Extracted information:
◆ ◆ ◆ ◆ ◆ ◆ ◆

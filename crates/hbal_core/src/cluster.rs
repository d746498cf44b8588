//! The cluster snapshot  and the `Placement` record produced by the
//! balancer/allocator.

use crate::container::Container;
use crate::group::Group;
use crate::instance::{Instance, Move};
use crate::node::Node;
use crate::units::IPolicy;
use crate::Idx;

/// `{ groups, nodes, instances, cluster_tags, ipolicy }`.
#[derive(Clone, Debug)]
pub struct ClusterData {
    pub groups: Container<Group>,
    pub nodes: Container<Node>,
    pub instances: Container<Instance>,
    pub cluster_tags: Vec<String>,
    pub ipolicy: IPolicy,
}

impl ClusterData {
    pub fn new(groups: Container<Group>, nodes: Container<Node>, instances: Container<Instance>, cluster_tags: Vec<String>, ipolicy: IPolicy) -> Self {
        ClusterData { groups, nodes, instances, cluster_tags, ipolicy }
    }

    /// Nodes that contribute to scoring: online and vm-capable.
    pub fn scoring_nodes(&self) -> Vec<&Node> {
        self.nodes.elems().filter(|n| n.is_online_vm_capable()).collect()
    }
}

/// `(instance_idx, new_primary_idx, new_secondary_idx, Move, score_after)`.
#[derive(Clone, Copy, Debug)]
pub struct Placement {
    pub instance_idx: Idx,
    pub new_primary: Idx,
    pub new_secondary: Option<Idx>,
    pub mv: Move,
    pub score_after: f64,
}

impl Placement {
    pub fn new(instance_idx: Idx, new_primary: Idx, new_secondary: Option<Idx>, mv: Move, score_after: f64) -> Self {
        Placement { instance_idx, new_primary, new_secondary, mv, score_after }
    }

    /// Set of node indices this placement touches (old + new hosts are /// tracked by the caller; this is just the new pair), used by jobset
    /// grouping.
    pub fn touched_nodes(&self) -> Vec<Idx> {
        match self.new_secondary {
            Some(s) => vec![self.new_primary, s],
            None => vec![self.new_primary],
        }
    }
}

◆ ◆ ◆ ◆ ◆ ◆ ◆

Problem to solve: Wherever the word "Clone" turns up in a line of the entries above, copy that line.

Answer to this exercise:
#[derive(Clone, Debug)]
#[derive(Clone, Copy, Debug)]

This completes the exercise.